De pronto Planchet entró con dos cartas dirigidas a D’Artagnan.

Una era un pequeño billete gentilmente plegado a lo largo con un lindo sello de cera verde en el que estaba impresa una paloma trayendo un ramo verde.

La otra era una gran epístola rectangular y resplandeciente con las armas terribles de Su Eminencia el cardenal duque.

A la vista de la carta pequeña, el corazón de D’Artagnan saltó, porque había creído reconocer la escritura; y aunque no había visto esa escritura más que una vez, la memoria de ella había quedado en lo más profundo de su corazón.

Cogió, pues, la epístola pequeña y la abrió rápidamente.

«Paseaos (se le decía) el miércoles próximo entre las seis y las siete de la noche, por la ruta de Chaillot, y mirad con cuidado en las carrozas que pasen, pero si amáis vuestra vida y la de las personas que os aman, no digáis ni una palabra, no hagáis un movimiento que pueda hacer creer que habéis reconocido a la que se expone a todo por veros un instante.»

Sin firma.

-Es una trampa - dijo Athos-, no vayáis, D’Artagnan.

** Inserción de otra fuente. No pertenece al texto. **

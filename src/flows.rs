//! Token endpoint flows: cached password grants and explicit refresh-token grants.
//!
//! [`Authenticator`] owns the token cache and the transport used for the token endpoint. The
//! password grant runs under a single-flight guard, so concurrent callers that all miss the
//! cache share one token request instead of racing each other.

pub mod common;
pub mod password;
pub mod refresh;

pub use common::TOKEN_PATH;

// self
use crate::{
	_prelude::*,
	auth::TokenCache,
	config::Credentials,
	error::ConfigError,
	http::HttpTransport,
};

/// Obtains bearer tokens for one set of merchant credentials.
pub struct Authenticator {
	transport: Arc<dyn HttpTransport>,
	token_url: Url,
	credentials: Credentials,
	token_ttl: i64,
	cache: TokenCache,
	grant_guard: AsyncMutex<()>,
}
impl Authenticator {
	/// Creates an authenticator issuing tokens from `base_url` + [`TOKEN_PATH`].
	///
	/// `token_ttl` is the lifetime in seconds assumed when a token response omits `expires_in`.
	pub fn new(
		transport: Arc<dyn HttpTransport>,
		base_url: &Url,
		credentials: Credentials,
		token_ttl: i64,
		cache: TokenCache,
	) -> Result<Self, ConfigError> {
		let token_url = base_url.join(TOKEN_PATH)?;

		Ok(Self { transport, token_url, credentials, token_ttl, cache, grant_guard: AsyncMutex::new(()) })
	}

	/// Token cache populated by both grant flows.
	pub fn cache(&self) -> &TokenCache {
		&self.cache
	}

	/// Absolute token endpoint URL.
	pub fn token_url(&self) -> &Url {
		&self.token_url
	}
}
impl Debug for Authenticator {
	fn fmt(&self, f: &mut Formatter) -> FmtResult {
		f.debug_struct("Authenticator")
			.field("token_url", &self.token_url.as_str())
			.field("client_id", &self.credentials.client_id)
			.field("username", &self.credentials.username)
			.field("token_ttl", &self.token_ttl)
			.field("cache", &self.cache)
			.finish()
	}
}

-Sin embargo - dijo D’Artagnan-, me parece reconocer la escritura.

-Quizá esté amañada - replicó Athos ; a las seis o las siete, a esa hora, la ruta de Chaillot está completamente desierta: sería lo mismo que iros a pasear por el bosque de Bondy.

-Pero ¿y si vamos todos? - dijo D’Artagnan-. ¡Qué diablos! No nos devorarán a los cuatro; además, cuatro lacayos; además, los cabal1os; además, las armas.

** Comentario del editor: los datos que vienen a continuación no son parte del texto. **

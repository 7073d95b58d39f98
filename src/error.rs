//! Client-level error types shared by the executor, grant flows, caches, and resource clients.

// self
use crate::_prelude::*;

/// Client-wide result type alias returning [`Error`] by default.
pub type Result<T, E = Error> = std::result::Result<T, E>;

type BoxError = Box<dyn std::error::Error + Send + Sync>;

/// Canonical client error exposed by public APIs.
///
/// Every failure path (input validation, authentication, rate limiting, HTTP status errors,
/// and transport failures) surfaces through this one type. [`Error::message`],
/// [`Error::code`], and [`Error::errors`] give a uniform view regardless of the variant.
#[derive(Debug, ThisError)]
pub enum Error {
	/// Client-side input validation failed before any network or cache access.
	#[error(transparent)]
	Validation(#[from] ValidationError),
	/// The token endpoint rejected the credentials or returned an unusable response.
	#[error("{message}")]
	Authentication {
		/// API-supplied or client-generated reason.
		message: String,
		/// HTTP status returned by the token endpoint, when one was received.
		status: Option<u16>,
	},
	/// The per-minute request ceiling for an endpoint was reached; no HTTP call was made.
	#[error("Rate limit exceeded. Maximum {limit} requests per minute.")]
	RateLimited {
		/// Configured per-minute ceiling.
		limit: u32,
	},
	/// The API answered with a non-success status.
	#[error("{message}")]
	Api {
		/// API-supplied message, or a generic fallback.
		message: String,
		/// HTTP status code.
		status: u16,
		/// Structured validation details from the response body.
		errors: Value,
	},
	/// No HTTP response was received.
	#[error(transparent)]
	Transport(#[from] TransportError),
	/// A successful response carried a body that is not valid JSON.
	#[error("API returned a malformed JSON body.")]
	Decode {
		/// HTTP status of the response.
		status: u16,
		/// Structured parsing failure.
		#[source]
		source: serde_path_to_error::Error<serde_json::Error>,
	},
	/// Cache backend failure.
	#[error("{0}")]
	Storage(
		#[from]
		#[source]
		crate::store::StoreError,
	),
	/// Local configuration problem.
	#[error(transparent)]
	Config(#[from] ConfigError),
}
impl Error {
	/// Human-readable message, identical to the `Display` output.
	pub fn message(&self) -> String {
		self.to_string()
	}

	/// Numeric code: the HTTP status when a response was received, the OS error code for
	/// transport failures that carry one, and `0` otherwise.
	pub fn code(&self) -> i64 {
		match self {
			Self::Authentication { status, .. } => status.map(i64::from).unwrap_or(0),
			Self::Api { status, .. } | Self::Decode { status, .. } => i64::from(*status),
			Self::Transport(err) => err.code(),
			_ => 0,
		}
	}

	/// Structured error details returned by the API; an empty object for every other variant.
	pub fn errors(&self) -> Value {
		match self {
			Self::Api { errors, .. } => errors.clone(),
			_ => Value::Object(Default::default()),
		}
	}

	/// HTTP status associated with the failure, if a response was received.
	pub fn status(&self) -> Option<u16> {
		match self {
			Self::Authentication { status, .. } => *status,
			Self::Api { status, .. } | Self::Decode { status, .. } => Some(*status),
			_ => None,
		}
	}
}

/// Input validation failures raised by resource clients.
#[derive(Clone, Debug, PartialEq, Eq, ThisError)]
pub enum ValidationError {
	/// A required field was absent.
	#[error("Required field '{field}' is missing")]
	MissingField {
		/// Wire name of the missing field.
		field: &'static str,
	},
	/// A field failed a range, length, or membership check.
	#[error("{message}")]
	InvalidField {
		/// Wire name of the offending field.
		field: &'static str,
		/// Description of the accepted values.
		message: String,
	},
}
impl ValidationError {
	/// Builds an [`InvalidField`](Self::InvalidField) error.
	pub fn invalid(field: &'static str, message: impl Into<String>) -> Self {
		Self::InvalidField { field, message: message.into() }
	}

	/// Wire name of the field that failed validation.
	pub fn field(&self) -> &'static str {
		match self {
			Self::MissingField { field } | Self::InvalidField { field, .. } => field,
		}
	}
}

/// Transport-level failure: the request never produced an HTTP response.
#[derive(Debug, ThisError)]
#[error("Network error: {message}")]
pub struct TransportError {
	message: String,
	code: i64,
	#[source]
	source: Option<BoxError>,
}
impl TransportError {
	/// Creates a transport failure from a plain message.
	pub fn new(message: impl Into<String>) -> Self {
		Self { message: message.into(), code: 0, source: None }
	}

	/// Wraps a transport-specific error, flattening its source chain into the message and
	/// capturing the first OS error code found along the chain.
	pub fn network(src: impl 'static + Send + Sync + std::error::Error) -> Self {
		let message = source_chain_message(&src);
		let code = os_error_code(&src).unwrap_or(0);

		Self { message, code, source: Some(Box::new(src)) }
	}

	/// Overrides the numeric code.
	pub fn with_code(mut self, code: i64) -> Self {
		self.code = code;

		self
	}

	/// Underlying failure text, without the `Network error:` prefix.
	pub fn cause(&self) -> &str {
		&self.message
	}

	/// Underlying numeric code, or `0` when none is known.
	pub fn code(&self) -> i64 {
		self.code
	}
}
#[cfg(feature = "reqwest")]
impl From<reqwest::Error> for TransportError {
	fn from(e: reqwest::Error) -> Self {
		Self::network(e)
	}
}

/// Configuration and construction failures.
#[derive(Debug, ThisError)]
pub enum ConfigError {
	/// HTTP client could not be constructed.
	#[error("HTTP client could not be constructed.")]
	HttpClientBuild {
		/// Underlying transport builder failure.
		#[source]
		source: BoxError,
	},
	/// A base URL could not be parsed or joined with an endpoint path.
	#[error("Base URL is invalid.")]
	InvalidBaseUrl {
		/// Underlying parsing failure.
		#[source]
		source: url::ParseError,
	},
	/// The client was built without an HTTP transport.
	#[error("No HTTP transport was configured; enable the `reqwest` feature or supply one.")]
	MissingTransport,
	/// A required environment variable is absent or empty.
	#[error("Environment variable `{name}` is not set.")]
	MissingVariable {
		/// Variable name.
		name: &'static str,
	},
	/// An environment variable could not be parsed.
	#[error("Environment variable `{name}` has an invalid value: {value}.")]
	InvalidVariable {
		/// Variable name.
		name: &'static str,
		/// Raw value that failed to parse.
		value: String,
	},
}
impl ConfigError {
	/// Wraps a transport's builder failure inside [`ConfigError`].
	pub fn http_client_build(src: impl 'static + Send + Sync + std::error::Error) -> Self {
		Self::HttpClientBuild { source: Box::new(src) }
	}
}
#[cfg(feature = "reqwest")]
impl From<reqwest::Error> for ConfigError {
	fn from(e: reqwest::Error) -> Self {
		Self::http_client_build(e)
	}
}
impl From<url::ParseError> for ConfigError {
	fn from(source: url::ParseError) -> Self {
		Self::InvalidBaseUrl { source }
	}
}

fn source_chain_message(err: &(dyn std::error::Error + 'static)) -> String {
	let mut message = err.to_string();
	let mut current = err.source();

	while let Some(inner) = current {
		let text = inner.to_string();

		if !message.contains(&text) {
			message.push_str(": ");
			message.push_str(&text);
		}

		current = inner.source();
	}

	message
}

fn os_error_code(err: &(dyn std::error::Error + 'static)) -> Option<i64> {
	let mut current = Some(err);

	while let Some(inner) = current {
		if let Some(code) =
			inner.downcast_ref::<std::io::Error>().and_then(std::io::Error::raw_os_error)
		{
			return Some(i64::from(code));
		}

		current = inner.source();
	}

	None
}

#[cfg(test)]
mod tests {
	// self
	use super::*;

	#[derive(Debug)]
	struct Outer(std::io::Error);
	impl Display for Outer {
		fn fmt(&self, f: &mut Formatter) -> FmtResult {
			f.write_str("error sending request")
		}
	}
	impl StdError for Outer {
		fn source(&self) -> Option<&(dyn StdError + 'static)> {
			Some(&self.0)
		}
	}

	#[test]
	fn api_error_exposes_message_code_and_errors() {
		let errors = serde_json::json!({ "zone_id": ["required"] });
		let err = Error::Api { message: "Invalid zone".into(), status: 422, errors: errors.clone() };

		assert_eq!(err.message(), "Invalid zone");
		assert_eq!(err.code(), 422);
		assert_eq!(err.status(), Some(422));
		assert_eq!(err.errors(), errors);
	}

	#[test]
	fn validation_errors_carry_zero_code() {
		let err: Error = ValidationError::MissingField { field: "store_id" }.into();

		assert_eq!(err.message(), "Required field 'store_id' is missing");
		assert_eq!(err.code(), 0);
		assert_eq!(err.errors(), serde_json::json!({}));
	}

	#[test]
	fn rate_limit_message_names_ceiling() {
		let err = Error::RateLimited { limit: 60 };

		assert_eq!(err.message(), "Rate limit exceeded. Maximum 60 requests per minute.");
		assert_eq!(err.status(), None);
	}

	#[test]
	fn transport_error_flattens_chain_and_keeps_source() {
		let io = std::io::Error::from_raw_os_error(111);
		let expected_io_text = io.to_string();
		let err: Error = TransportError::network(Outer(io)).into();
		let message = err.message();

		assert!(message.starts_with("Network error: error sending request"));
		assert!(message.contains(&expected_io_text));
		assert_eq!(err.code(), 111);
		assert!(StdError::source(&err).is_some(), "Transport errors should expose their cause.");
	}
}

-Además será una ocasión de lucir nuestros equipos - dijo Porthos.

-Pero si es una mujer la que escribe - dijo Aramis-, y esa mujer desea no ser vista, pensad que la comprometéis, D’Artagnan, cosa que está mal por parte de un gentilhombre.

-Nos quedaremos detrás - dijo Porthos-, y sólo él se adelantará.

-Sí, pero un disparo de pistola puede ser disparado fácilmente desde una carroza que va al galope.

-¡Bah! - dijo D’Artagnan-. Me fallarán. Alcanzaremos entonces la carroza y mataremos a quienes se encuentren dentro. Serán otros tantos enemigos menos.

-Tiene razón - dijo Porthos-. ¡Batalla! Además, tenemos que probar nuestras armas.

-¡Bueno, démonos ese placer! - dijo Aramis con su aire dulce y despreocupado.

-Como queráis - dijo Athos.

-Señores - dijo D’Artagnan-, son las cuatro y media; tenemos justo el tiempo de estar a las seis en la ruta de Chaillot.

-Además, si salimos demasiado tarde, nos verían, lo cual es perjudicial. Vamos pues, a prepararnos, señores.

-Pero esa segunda carta - dijo Athos : os olvidáis de ella; sin embargo, me parece que el sello indica que merece ser abierta; en cuanto a mí, declaro, mi querido D’Artagnan, que me preocupa mucho más que la pequeña chuchería que acabáis de deslizar sobre vuestro corazón-.

D’Artagnan enrojeció.

-Pues bien - dijo el joven-, veamos, señores, qué me quiere Su Eminencia.

Y D’Artagnan abrió la carta y leyó:

«El señor D’Artagnan, guardia del rey, en la compañía Des Essarts, es esperado en el Palais Cardinal esta noche a las ocho.

LA HOUDINIÈRE

Capitán de los guardias.»

-¡Diablos! - dijo Athos-. Ahí tenéis una cita tan inquietante como la otra, pero de forma distinta.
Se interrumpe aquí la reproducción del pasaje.